#### What you need to do
Among the entries, which lines carry the string "SmallRng"? Copy every one.

#### Supplied information
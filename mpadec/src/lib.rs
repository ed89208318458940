// Symphonia
// Copyright (c) 2019-2022 The Project Symphonia Developers.
//
// This Source Code Form is subject to the terms of the Mozilla Public
// License, v. 2.0. If a copy of the MPL was not distributed with this
// file, You can obtain one at https://mozilla.org/MPL/2.0/.

#![warn(rust_2018_idioms)]
#![forbid(unsafe_code)]
// The following lints are allowed in all mpadec crates. Please see the workspace Cargo.toml for
// their justification.
#![allow(clippy::comparison_chain)]
#![allow(clippy::excessive_precision)]
#![allow(clippy::identity_op)]
#![allow(clippy::manual_range_contains)]

//! A pure Rust MPEG-1, MPEG-2, and MPEG-2.5 audio decoder for layers I, II, and III.
//!
//! [`MpegFile`] is the entry point. It locates frames in any [`MediaSource`], skipping ID3 tags
//! and RIFF/WAVE headers, and decodes them into interleaved `f32` samples.
//!
//! ```no_run
//! use mpadec::MpegFile;
//!
//! let mut file = MpegFile::open("music.mp3")?;
//! let mut buf = vec![0f32; 4096];
//!
//! loop {
//!     let n = file.read_samples(&mut buf)?;
//!     if n == 0 {
//!         break;
//!     }
//!     // Use buf[..n].
//! }
//! # Ok::<(), mpadec::Error>(())
//! ```

// Shared modules.
mod common;
mod header;

// Stream reader and public API modules.
mod decoder;
mod file;
mod reader;
mod synthesis;

// Shared layer 1 & 2 decoder support module.
#[cfg(any(feature = "mp1", feature = "mp2"))]
mod layer12;

// Layer-specific decoder support modules.
#[cfg(feature = "mp1")]
mod layer1;
#[cfg(feature = "mp2")]
mod layer2;
#[cfg(feature = "mp3")]
mod huffman_tables;
#[cfg(feature = "mp3")]
mod layer3;
#[cfg(feature = "mp3")]
mod reservoir;

pub use common::{ChannelMode, Emphasis, FrameHeader, HeaderFlags, Mode, MpegLayer, MpegVersion};
pub use decoder::{DecoderOptions, FrameDecoder, StereoMode};
pub use file::{MpegFile, MpegFileOptions};
pub use reader::{Frame, ReaderOptions, StreamReader, VbrInfo, VbrTag};

pub use mpadec_core::errors::{Error, Result, SeekErrorKind};
pub use mpadec_core::io::{MediaSource, ReadOnlySource};
#[cfg(test)]
mod tests {
    use super::{dct32, synthesis, SynthesisState};
    use rand::rngs::SmallRng;
    use rand::{Rng, SeedableRng};
    use std::f64;

    fn dct32_analytical(x: &[f32; 32]) -> [f32; 32] {
        const PI_32: f64 = f64::consts::PI / 32.0;

        let mut result = [0f32; 32];
        for (i, item) in result.iter_mut().enumerate() {
            *item = x
                .iter()
                .enumerate()
                .map(|(j, &jtem)| jtem * (PI_32 * (i as f64) * ((j as f64) + 0.5)).cos() as f32)
                .sum();
        }

        result
    }

    #[test]
    fn verify_dct32() {
        const TEST_VECTOR: [f32; 32] = [
            0.1710, 0.1705, 0.3476, 0.1866, 0.4784, 0.6525, 0.2690, 0.9996, //
            0.1864, 0.7277, 0.1163, 0.6620, 0.0911, 0.3225, 0.1126, 0.5344, //
            0.7839, 0.9741, 0.8757, 0.5763, 0.5926, 0.2756, 0.1757, 0.6531, //
            0.7101, 0.7376, 0.1924, 0.0351, 0.8044, 0.2409, 0.9347, 0.9417, //
        ];

        let mut test_result = [0f32; 32];
        dct32(&TEST_VECTOR, &mut test_result);

        let actual_result = dct32_analytical(&TEST_VECTOR);
        for i in 0..32 {
            assert!((actual_result[i] - test_result[i]).abs() < 0.0001);
        }
    }

    /// The synthesis subband filter exactly as written in ISO/IEC 11172-3, section A.2.
    struct ReferenceFilter {
        v: [f64; 1024],
    }

    impl ReferenceFilter {
        fn new() -> Self {
            ReferenceFilter { v: [0f64; 1024] }
        }

        fn process(&mut self, s: &[f32; 32]) -> [f32; 32] {
            self.v.copy_within(0..1024 - 64, 64);

            for i in 0..64 {
                self.v[i] = (0..32)
                    .map(|k| {
                        let n = ((16 + i) * (2 * k + 1)) as f64 * f64::consts::PI / 64.0;
                        n.cos() * f64::from(s[k])
                    })
                    .sum();
            }

            let mut u = [0f64; 512];
            for i in 0..8 {
                for j in 0..32 {
                    u[64 * i + j] = self.v[128 * i + j];
                    u[64 * i + 32 + j] = self.v[128 * i + 96 + j];
                }
            }

            let mut out = [0f32; 32];
            for (j, o) in out.iter_mut().enumerate() {
                let sum: f64 =
                    (0..16).map(|i| u[j + 32 * i] * f64::from(super::SYNTHESIS_D[j + 32 * i])).sum();
                *o = sum as f32;
            }
            out
        }
    }

    #[test]
    fn verify_synthesis_against_reference() {
        let mut rng = SmallRng::seed_from_u64(0x5eed);

        let mut state = SynthesisState::default();
        let mut reference = ReferenceFilter::new();

        // Enough blocks to wrap the history several times.
        for _ in 0..4 {
            let mut input = [0f32; 32 * 18];
            for s in input.iter_mut() {
                *s = rng.random_range(-1.0..1.0);
            }

            let mut output = [0f32; 32 * 18];
            synthesis(&mut state, 18, &input, None, &mut output);

            for b in 0..18 {
                let mut s_vec = [0f32; 32];
                for (sb, s) in s_vec.iter_mut().enumerate() {
                    *s = input[18 * sb + b];
                }

                let expected = reference.process(&s_vec);

                for i in 0..32 {
                    assert!((expected[i] - output[32 * b + i]).abs() < 0.001);
                }
            }
        }
    }

    #[test]
    fn verify_synthesis_eq() {
        let mut rng = SmallRng::seed_from_u64(42);

        let mut input = [0f32; 32 * 12];
        for s in input.iter_mut() {
            *s = rng.random_range(-1.0..1.0);
        }

        // A flat gain of 0.5 halves the output.
        let eq = [0.5f32; 32];

        let mut plain = [0f32; 32 * 12];
        let mut halved = [0f32; 32 * 12];

        synthesis(&mut SynthesisState::default(), 12, &input, None, &mut plain);
        synthesis(&mut SynthesisState::default(), 12, &input, Some(&eq), &mut halved);

        for (p, h) in plain.iter().zip(&halved[..]) {
            assert!((0.5 * p - h).abs() < 0.00001);
        }
    }

    #[test]
    fn verify_synthesis_reset() {
        let input = [0.25f32; 32 * 12];

        let mut state = SynthesisState::default();
        let mut first = [0f32; 32 * 12];
        synthesis(&mut state, 12, &input, None, &mut first);

        let mut second = [0f32; 32 * 12];
        state.reset();
        synthesis(&mut state, 12, &input, None, &mut second);

        assert_eq!(&first[..], &second[..]);
    }
}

#### Finished task
    use rand::rngs::SmallRng;
        let mut rng = SmallRng::seed_from_u64(0x5eed);
        let mut rng = SmallRng::seed_from_u64(42);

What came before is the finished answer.